#### Exercise instructions
Find every line below where the word "ExecutionStatus" occurs. Then say how many there are, giving only the number.
((
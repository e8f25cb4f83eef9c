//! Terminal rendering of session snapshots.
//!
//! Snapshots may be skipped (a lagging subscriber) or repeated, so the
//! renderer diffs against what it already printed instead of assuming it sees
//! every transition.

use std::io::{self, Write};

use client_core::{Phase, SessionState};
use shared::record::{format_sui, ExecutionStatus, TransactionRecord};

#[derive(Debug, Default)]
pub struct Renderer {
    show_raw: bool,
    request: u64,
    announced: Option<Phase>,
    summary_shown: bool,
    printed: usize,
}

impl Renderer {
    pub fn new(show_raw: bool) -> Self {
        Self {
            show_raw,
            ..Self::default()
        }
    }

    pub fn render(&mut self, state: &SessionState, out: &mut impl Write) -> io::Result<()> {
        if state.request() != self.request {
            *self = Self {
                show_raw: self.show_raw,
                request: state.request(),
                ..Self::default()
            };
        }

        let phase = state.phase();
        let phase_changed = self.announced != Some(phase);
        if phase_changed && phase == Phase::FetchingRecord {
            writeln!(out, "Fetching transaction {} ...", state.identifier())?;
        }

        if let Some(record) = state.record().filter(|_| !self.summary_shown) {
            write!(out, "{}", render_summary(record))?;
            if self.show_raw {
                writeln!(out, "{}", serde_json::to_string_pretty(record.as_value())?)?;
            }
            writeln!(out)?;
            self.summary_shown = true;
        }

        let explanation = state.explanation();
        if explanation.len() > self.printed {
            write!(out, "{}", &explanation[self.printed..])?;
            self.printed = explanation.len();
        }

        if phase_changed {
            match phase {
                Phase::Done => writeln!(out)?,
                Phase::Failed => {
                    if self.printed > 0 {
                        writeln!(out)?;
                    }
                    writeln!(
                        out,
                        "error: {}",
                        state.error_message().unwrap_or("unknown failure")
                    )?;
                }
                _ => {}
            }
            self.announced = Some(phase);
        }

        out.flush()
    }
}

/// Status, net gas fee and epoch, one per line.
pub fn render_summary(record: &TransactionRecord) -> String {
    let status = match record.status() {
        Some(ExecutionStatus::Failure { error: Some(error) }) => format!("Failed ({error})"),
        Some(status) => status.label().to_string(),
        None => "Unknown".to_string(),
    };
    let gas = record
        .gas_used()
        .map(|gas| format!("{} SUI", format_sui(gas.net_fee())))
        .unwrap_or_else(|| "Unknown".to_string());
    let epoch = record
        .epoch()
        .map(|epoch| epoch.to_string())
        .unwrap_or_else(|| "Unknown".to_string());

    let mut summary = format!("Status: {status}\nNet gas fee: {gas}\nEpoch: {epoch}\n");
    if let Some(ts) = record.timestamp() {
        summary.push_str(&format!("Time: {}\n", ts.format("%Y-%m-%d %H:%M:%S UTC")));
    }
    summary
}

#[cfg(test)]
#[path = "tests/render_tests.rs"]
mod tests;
))
((
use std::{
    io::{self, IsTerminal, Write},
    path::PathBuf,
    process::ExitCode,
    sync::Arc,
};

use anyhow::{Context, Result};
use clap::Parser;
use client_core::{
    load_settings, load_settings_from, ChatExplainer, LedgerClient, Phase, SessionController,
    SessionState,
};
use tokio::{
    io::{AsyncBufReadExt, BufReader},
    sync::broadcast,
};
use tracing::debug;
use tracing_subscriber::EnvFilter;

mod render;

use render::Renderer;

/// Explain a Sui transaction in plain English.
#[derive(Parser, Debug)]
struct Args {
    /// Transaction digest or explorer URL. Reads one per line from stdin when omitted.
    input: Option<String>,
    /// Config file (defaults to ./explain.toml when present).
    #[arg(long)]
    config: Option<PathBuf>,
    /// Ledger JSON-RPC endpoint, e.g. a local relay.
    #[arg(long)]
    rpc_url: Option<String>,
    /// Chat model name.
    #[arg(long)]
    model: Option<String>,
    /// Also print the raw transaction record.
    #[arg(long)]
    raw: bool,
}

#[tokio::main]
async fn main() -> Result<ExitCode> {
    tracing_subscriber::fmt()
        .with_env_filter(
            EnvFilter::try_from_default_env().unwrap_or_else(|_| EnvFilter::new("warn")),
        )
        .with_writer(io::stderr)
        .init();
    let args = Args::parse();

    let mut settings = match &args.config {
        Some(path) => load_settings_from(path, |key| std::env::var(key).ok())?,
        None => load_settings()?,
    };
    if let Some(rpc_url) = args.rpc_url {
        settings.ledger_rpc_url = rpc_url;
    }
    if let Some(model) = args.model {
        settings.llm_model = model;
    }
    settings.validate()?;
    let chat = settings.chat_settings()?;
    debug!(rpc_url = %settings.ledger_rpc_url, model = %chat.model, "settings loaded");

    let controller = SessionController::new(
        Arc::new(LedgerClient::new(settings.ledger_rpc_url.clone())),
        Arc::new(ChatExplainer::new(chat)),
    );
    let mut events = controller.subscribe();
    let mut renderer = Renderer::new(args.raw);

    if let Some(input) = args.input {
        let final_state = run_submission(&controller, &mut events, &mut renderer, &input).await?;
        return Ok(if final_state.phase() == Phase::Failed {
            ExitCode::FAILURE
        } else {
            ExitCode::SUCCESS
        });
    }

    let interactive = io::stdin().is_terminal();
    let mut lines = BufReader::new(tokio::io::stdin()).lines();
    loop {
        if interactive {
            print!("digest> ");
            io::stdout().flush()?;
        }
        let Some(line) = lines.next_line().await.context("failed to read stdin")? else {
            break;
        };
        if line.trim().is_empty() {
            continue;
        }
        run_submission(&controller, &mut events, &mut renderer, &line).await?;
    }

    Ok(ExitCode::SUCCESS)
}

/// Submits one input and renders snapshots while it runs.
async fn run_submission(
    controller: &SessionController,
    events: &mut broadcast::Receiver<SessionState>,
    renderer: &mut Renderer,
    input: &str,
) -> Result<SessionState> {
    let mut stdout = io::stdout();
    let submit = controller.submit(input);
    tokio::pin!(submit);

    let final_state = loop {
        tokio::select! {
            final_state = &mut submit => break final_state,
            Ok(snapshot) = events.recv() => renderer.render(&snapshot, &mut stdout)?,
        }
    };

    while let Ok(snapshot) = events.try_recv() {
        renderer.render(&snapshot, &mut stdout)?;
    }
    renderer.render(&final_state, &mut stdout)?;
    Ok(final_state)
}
))
#### Output for this task
2